Risk prediction for clinical phenotype in myotonic dystrophy type 1: data from 2,650 patients

Abstract

Myotonic dystrophy type 1 (DM1) is a multisystem disorder that affects skeletal and smooth muscle as well as the eye, heart, endocrine system, and central nervous system. DM1 is caused by expansion of a CTG trinucleotidedaggerrepeat in the gene DMPK. Clinical findings in DM1 span a continuum from mild to severe. Although the CTG repeat correlates with the disease phenotype, caution is used in predicting disease severity on the basis of CTG repeat number. This study reports an extensive genotype-phenotype study to evaluate the clinical validity and clinical utility of the molecular genetic test. Data were analyzed by multiple logistic regression, used to estimate the odds ratio (OR) and correlation coefficients for patients phenotype in respect to the categorical variables expansion class, gender, familiarity, and the continuous variables age and disease duration. We assessed disease expression by clinical evaluation and the molecular genetic test in 2,650 patients identified by accurate clinical diagnosis and family segregation.
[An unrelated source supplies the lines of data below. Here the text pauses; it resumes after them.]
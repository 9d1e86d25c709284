//! Configuration management
//!
//! This module handles loading and managing configuration from
//! TOML files, environment variables and CLI arguments.

use serde::{Deserialize, Serialize};
use std::fs;
use std::path::Path;
use std::time::Duration;

use crate::core::constants::{api, defaults, network, sheets, timeouts};
use crate::core::error::{CpdbError, Result};

#[derive(Debug, Clone, Default, PartialEq, Serialize, Deserialize)]
#[serde(default)]
pub struct Config {
    /// Wall-clock budget in seconds for checking all URLs of one row
    pub row_timeout: Option<u64>,

    /// Budget in seconds for a single URL request
    pub url_timeout: Option<u64>,

    /// Do not flag rows whose reference field is empty
    pub ignore_empty: Option<bool>,

    /// References that are never flagged
    pub ignored_urls: Option<Vec<String>>,

    /// User-Agent header sent with reference checks
    pub user_agent: Option<String>,

    /// Enable verbose logging
    pub verbose: Option<bool>,

    /// Policy database API settings
    pub api: ApiConfig,

    /// Spreadsheet upload settings
    pub sheets: SheetsConfig,
}

/// Connection and filter settings for the policy database API
#[derive(Debug, Clone, Default, PartialEq, Serialize, Deserialize)]
#[serde(default)]
pub struct ApiConfig {
    pub url: Option<String>,
    pub user: Option<String>,
    pub password: Option<String>,
    pub country: Option<String>,
    pub decision_dates: Option<Vec<String>>,
    pub status: Option<String>,
    pub sectors: Option<Vec<String>>,
    pub policy_instruments: Option<Vec<String>>,
    pub mitigation_areas: Option<Vec<String>>,
}

/// Destination spreadsheet for flagged rows
#[derive(Debug, Clone, Default, PartialEq, Serialize, Deserialize)]
#[serde(default)]
pub struct SheetsConfig {
    /// Identifier of the target spreadsheet (the part after `/d/` in its URL)
    pub spreadsheet_id: Option<String>,
    /// Base URL of the Sheets REST API
    pub api_url: Option<String>,
    /// OAuth bearer token; prefer the environment variable
    pub token: Option<String>,
}

impl Config {
    /// Load configuration from file
    pub fn load_from_file<P: AsRef<Path>>(path: P) -> Result<Self> {
        let path = path.as_ref();
        let content = fs::read_to_string(path).map_err(|e| {
            CpdbError::Config(format!(
                "Could not read config file '{}': {}",
                path.display(),
                e
            ))
        })?;

        let config: Config = toml::from_str(&content).map_err(|e| {
            CpdbError::Config(format!(
                "Invalid TOML in config file '{}': {}",
                path.display(),
                e
            ))
        })?;

        config.validate()?;
        Ok(config)
    }

    /// Try to find and load a config file in standard locations
    pub fn load_from_standard_locations() -> Self {
        if let Ok(config) = Self::load_from_file(defaults::CONFIG_FILE_NAME) {
            return config;
        }

        // Parent directories, up to 3 levels
        for i in 1..=3 {
            let path = format!("{}{}", "../".repeat(i), defaults::CONFIG_FILE_NAME);
            if let Ok(config) = Self::load_from_file(&path) {
                return config;
            }
        }

        Self::default()
    }

    /// Fill credentials that are still unset from the environment
    pub fn apply_env(&mut self) {
        if self.api.user.is_none() {
            self.api.user = std::env::var(api::USER_ENV).ok();
        }
        if self.api.password.is_none() {
            self.api.password = std::env::var(api::PASSWORD_ENV).ok();
        }
        if self.sheets.token.is_none() {
            self.sheets.token = std::env::var(sheets::TOKEN_ENV).ok();
        }
    }

    /// Merge this config with CLI arguments (CLI takes precedence)
    pub fn merge_with_cli(&mut self, cli_config: &CliConfig) {
        // Validator
        if let Some(row_timeout) = cli_config.row_timeout {
            self.row_timeout = Some(row_timeout);
        }
        if let Some(url_timeout) = cli_config.url_timeout {
            self.url_timeout = Some(url_timeout);
        }
        if cli_config.ignore_empty {
            self.ignore_empty = Some(true);
        }
        if !cli_config.ignored_urls.is_empty() {
            let ignored = self.ignored_urls.get_or_insert_with(default_ignored_urls);
            for url in &cli_config.ignored_urls {
                if !ignored.contains(url) {
                    ignored.push(url.clone());
                }
            }
        }
        if let Some(ref user_agent) = cli_config.user_agent {
            self.user_agent = Some(user_agent.clone());
        }

        // API filters
        if let Some(ref api_url) = cli_config.api_url {
            self.api.url = Some(api_url.clone());
        }
        if let Some(ref country) = cli_config.country {
            self.api.country = Some(country.clone());
        }
        if !cli_config.decision_dates.is_empty() {
            self.api.decision_dates = Some(cli_config.decision_dates.clone());
        }
        if let Some(ref status) = cli_config.status {
            self.api.status = Some(status.clone());
        }
        if !cli_config.sectors.is_empty() {
            self.api.sectors = Some(cli_config.sectors.clone());
        }
        if !cli_config.policy_instruments.is_empty() {
            self.api.policy_instruments = Some(cli_config.policy_instruments.clone());
        }
        if !cli_config.mitigation_areas.is_empty() {
            self.api.mitigation_areas = Some(cli_config.mitigation_areas.clone());
        }

        // Spreadsheet
        if let Some(ref spreadsheet_id) = cli_config.spreadsheet_id {
            self.sheets.spreadsheet_id = Some(spreadsheet_id.clone());
        }

        if cli_config.verbose {
            self.verbose = Some(true);
        }
    }

    pub fn row_timeout_duration(&self) -> Duration {
        Duration::from_secs(
            self.row_timeout
                .unwrap_or(timeouts::DEFAULT_ROW_TIMEOUT_SECONDS),
        )
    }

    pub fn url_timeout_duration(&self) -> Duration {
        Duration::from_secs(
            self.url_timeout
                .unwrap_or(timeouts::DEFAULT_URL_TIMEOUT_SECONDS),
        )
    }

    pub fn ignore_empty(&self) -> bool {
        self.ignore_empty.unwrap_or(defaults::IGNORE_EMPTY)
    }

    pub fn ignored_urls(&self) -> Vec<String> {
        self.ignored_urls.clone().unwrap_or_else(default_ignored_urls)
    }

    pub fn user_agent(&self) -> &str {
        self.user_agent
            .as_deref()
            .unwrap_or(network::BROWSER_USER_AGENT)
    }

    pub fn api_url(&self) -> &str {
        self.api.url.as_deref().unwrap_or(api::DEFAULT_API_URL)
    }

    pub fn sheets_api_url(&self) -> &str {
        self.sheets
            .api_url
            .as_deref()
            .unwrap_or(sheets::DEFAULT_API_URL)
    }

    /// Validate configuration values
    pub fn validate(&self) -> Result<()> {
        for (name, value) in [("row_timeout", self.row_timeout), ("url_timeout", self.url_timeout)] {
            if let Some(seconds) = value {
                if seconds == 0 {
                    return Err(CpdbError::Config(format!(
                        "{name} cannot be 0. Expected a positive integer representing seconds."
                    )));
                }
                if seconds > timeouts::MAX_TIMEOUT_SECONDS {
                    return Err(CpdbError::Config(format!(
                        "{name} of {seconds} seconds is larger than the maximum of {} seconds.",
                        timeouts::MAX_TIMEOUT_SECONDS
                    )));
                }
            }
        }

        // A row may hold several URLs, so its budget must exceed one request's.
        if self.row_timeout_duration() <= self.url_timeout_duration() {
            return Err(CpdbError::Config(format!(
                "row_timeout ({}s) must be greater than url_timeout ({}s).",
                self.row_timeout_duration().as_secs(),
                self.url_timeout_duration().as_secs()
            )));
        }

        if self.user_agent().trim().is_empty() {
            return Err(CpdbError::Config(
                "user_agent cannot be empty.".to_string(),
            ));
        }

        if let Err(e) = reqwest::Url::parse(self.api_url()) {
            return Err(CpdbError::Config(format!(
                "API URL '{}' is not a valid URL: {e}",
                self.api_url()
            )));
        }

        if let Err(e) = reqwest::Url::parse(self.sheets_api_url()) {
            return Err(CpdbError::Config(format!(
                "Sheets API URL '{}' is not a valid URL: {e}",
                self.sheets_api_url()
            )));
        }

        Ok(())
    }
}

fn default_ignored_urls() -> Vec<String> {
    defaults::IGNORED_URLS.iter().map(|s| s.to_string()).collect()
}

/// Configuration options that can come from CLI
#[derive(Debug, Default)]
pub struct CliConfig {
    // Input & output
    pub input_csv: Option<String>,  // --input_csv
    pub output_csv: Option<String>, // --output_csv

    // Validator
    pub row_timeout: Option<u64>,   // --row-timeout
    pub url_timeout: Option<u64>,   // --url-timeout
    pub ignore_empty: bool,         // --ignore-empty
    pub ignored_urls: Vec<String>,  // --ignore-url
    pub user_agent: Option<String>, // --user-agent

    // API filters
    pub api_url: Option<String>,         // --api-url
    pub country: Option<String>,         // --country
    pub decision_dates: Vec<String>,     // --decision-date
    pub status: Option<String>,          // --status
    pub sectors: Vec<String>,            // --sector
    pub policy_instruments: Vec<String>, // --policy-instrument
    pub mitigation_areas: Vec<String>,   // --mitigation-area

    // Spreadsheet
    pub spreadsheet_id: Option<String>, // --spreadsheet-id

    // Output & verbosity
    pub quiet: bool,       // --quiet
    pub verbose: bool,     // --verbose
    pub no_progress: bool, // --no-progress

    // Configuration
    pub config_file: Option<String>, // --config
    pub no_config: bool,             // --no-config
}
We were able to estimate OR and correlation coefficients for patients phenotype according to CTG number. A genotype-phenotype correlation was established to derivate a clinical predictive risk on the basis of molecular data. This study demonstrates that measurement of triplet expansions in patients' DNA can be considered as a useful tool for DM1 phenotype assessment and presymptomatic testing.